その主張なんですが賊軍として激しく戦った越後長岡藩に旧六の一つである新潟医大が成立しているのをどう説明されるのでしょうか。まあ幕末期から京都守護職として佐幕派の筆頭として活躍した会津と、戊辰戦争時に登場した越後長岡藩では官軍からの報復の度合いが違うぐらいは説明されるかもしれません。ただそれが成立するなら東北の会津以外の諸藩もまたそうであり、そこのところをどう説明されるかは興味深いところです。それよりもっと目を広げて見たい所があります。1939年時点で官公立の医学部は14校。私学を含めても26校しかないのですが、京都を除いて考えると賊軍県に医学部を設置しなかったと言うよりも、

    旧有力官軍派の県には医学部を配置しなかった
こう見る方が正しい気がします。実際にいわゆる薩長土肥には医学部がありません。旧制高校が出来た時には長州に山口高等中学校、鹿児島に鹿児島高等中学校造士館を設けていますが、そこには医学部を含ませていません。


維新政府は薩長政権と言われたぐらいで旧長州藩、旧薩摩藩の出身者が多く登用されています。維新政府もある種の革命政権ですからそれぐらいはやっても何の不思議もありません。身内の論功行賞をおろそかに出来ないからです。ただそういう官僚登用システムでは欧米列強の脅威に対抗できないと判断したとも見ています。そのために官僚登用システムを基本として公平選抜システムに移行させていったと考えるのが良いかと考えます。たいした話ではないのですが、帝国大学を頂点とする教育システムです。ここの入試を突破し、優秀な成績を挙げた者を官僚として登用していこうです。今もこれは変わっていないとして良いでしょう。

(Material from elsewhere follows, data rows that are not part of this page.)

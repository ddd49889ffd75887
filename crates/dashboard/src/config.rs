//! Dashboard options and the declarative shell dashboard, loaded from TOML.
//!
//! ```toml
//! fallback_prefix = "  ! "
//! notify = "queued"
//!
//! [dashboard]
//! kind = "status"
//! template = """
//! HEAD: {head}
//!
//! {< log}
//! """
//! fields = ["status"]
//!
//! [[dashboard.section]]
//! name = "head"
//! command = "git"
//! args = ["rev-parse", "--abbrev-ref", "HEAD"]
//! ```

use std::path::Path;

use serde::{Deserialize, Serialize};
use vitrine_compose::SectionError;
use vitrine_store::DEFAULT_CACHE_CAPACITY;

use crate::ConfigError;

/// How state changes reach dashboard sessions.
#[derive(Debug, Clone, Copy, Default, PartialEq, Eq, Serialize, Deserialize)]
#[serde(rename_all = "lowercase")]
pub enum NotifyMode {
	/// Fan-out runs on a background FIFO queue.
	#[default]
	Queued,
	/// Fan-out runs on the updating thread.
	Inline,
}

/// Settings shared by every dashboard session.
#[derive(Debug, Clone, PartialEq, Eq, Serialize, Deserialize)]
#[serde(default)]
pub struct DashboardOptions {
	/// Prepended to the message of a section that failed to render.
	pub fallback_prefix: String,
	/// Move the cursor to the cursor section on every refresh, not just on request.
	pub reset_cursor_on_refresh: bool,
	pub notify: NotifyMode,
	/// Entries kept in the shared command output cache.
	pub cache_capacity: usize,
}

impl Default for DashboardOptions {
	fn default() -> Self {
		Self {
			fallback_prefix: "  ! ".to_string(),
			reset_cursor_on_refresh: false,
			notify: NotifyMode::default(),
			cache_capacity: DEFAULT_CACHE_CAPACITY,
		}
	}
}

impl DashboardOptions {
	pub fn from_toml_str(input: &str) -> Result<Self, ConfigError> {
		Ok(toml::from_str(input)?)
	}

	/// Text shown in place of a section that failed with `err`.
	pub fn fallback_text(&self, err: &SectionError) -> String {
		format!("{}{err}", self.fallback_prefix)
	}
}

/// A dashboard declared entirely in configuration.
#[derive(Debug, Clone, PartialEq, Eq, Serialize, Deserialize)]
pub struct DashboardSpec {
	pub kind: String,
	#[serde(default)]
	pub title: Option<String>,
	pub template: String,
	/// State fields that trigger a refresh; each is also a section of the same name.
	#[serde(default)]
	pub fields: Vec<String>,
	#[serde(default, rename = "section")]
	pub sections: Vec<SectionSpec>,
	#[serde(default)]
	pub cursor_section: Option<String>,
}

/// A section whose text is the output of a command.
#[derive(Debug, Clone, PartialEq, Eq, Serialize, Deserialize)]
pub struct SectionSpec {
	pub name: String,
	pub command: String,
	#[serde(default)]
	pub args: Vec<String>,
}

/// Top-level configuration file.
#[derive(Debug, Clone, Default, PartialEq, Eq, Serialize, Deserialize)]
#[serde(default)]
pub struct Config {
	#[serde(flatten)]
	pub options: DashboardOptions,
	pub dashboard: Option<DashboardSpec>,
}

impl Config {
	/// Parses and validates a configuration document.
	pub fn from_toml_str(input: &str) -> Result<Self, ConfigError> {
		let config: Self = toml::from_str(input)?;
		config.validate()?;
		Ok(config)
	}

	/// Loads configuration from a file.
	pub fn load(path: impl AsRef<Path>) -> Result<Self, ConfigError> {
		let path = path.as_ref();
		let content = std::fs::read_to_string(path).map_err(|error| ConfigError::Io {
			path: path.to_path_buf(),
			error,
		})?;
		Self::from_toml_str(&content)
	}

	fn validate(&self) -> Result<(), ConfigError> {
		let Some(dashboard) = &self.dashboard else {
			return Ok(());
		};
		if dashboard.kind.trim().is_empty() {
			return Err(ConfigError::Invalid("dashboard kind must not be empty".into()));
		}
		let names = dashboard.fields.iter().chain(dashboard.sections.iter().map(|section| &section.name));
		for name in names {
			if name.is_empty() || name.contains(|c: char| c.is_whitespace() || matches!(c, '{' | '}' | '<')) {
				return Err(ConfigError::Invalid(format!("`{name}` cannot be used as a section name")));
			}
		}
		if let Some(section) = dashboard.sections.iter().find(|section| section.command.trim().is_empty()) {
			return Err(ConfigError::Invalid(format!("section `{}` has no command", section.name)));
		}
		Ok(())
	}
}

ここでなんですが政権の実質的な支配者は誰かです。これまた今も昔も官僚です。官僚は文系の優秀者のためのものになります。一方で理系は文系から見ればただの技師、いや技術屋程度に見られているとして良いかと思います。天下国家を目指すのであれば文系の道から官僚を目指すのが明治期の気風に強かった気がします。明治の言葉に、

    末は博士か大臣か
こういう言葉がありますが、文系の成功の象徴が大臣であるのに対し、理系の成功の象徴は博士です。博士も今とは比べ物にならないぐらい権威があったとは思いますが、大臣と較べると現世の権力に於ては月とスッポンぐらい差があります。維新政府は確かに恣意的な人事操作を行い、教育機関の配置についても恣意的な部分はあったと思いますが、それは官僚登用システムに連動する文系についてであり、理系については関心が薄かったと考えるのが妥当です。

そこまで考えると薩長人の優遇のために文系学校を郷土に厚く配する一方で、医学部も含む理系は賊軍派にむしろ厚く配置したと考える事も十分可能です。官軍派は文系から大臣の道を整備し、賊軍派は理系から博士の道で満足してもらうぐらいでしょうか。それぐらいは維新政府も恣意的に動いていたとして良いかと思います。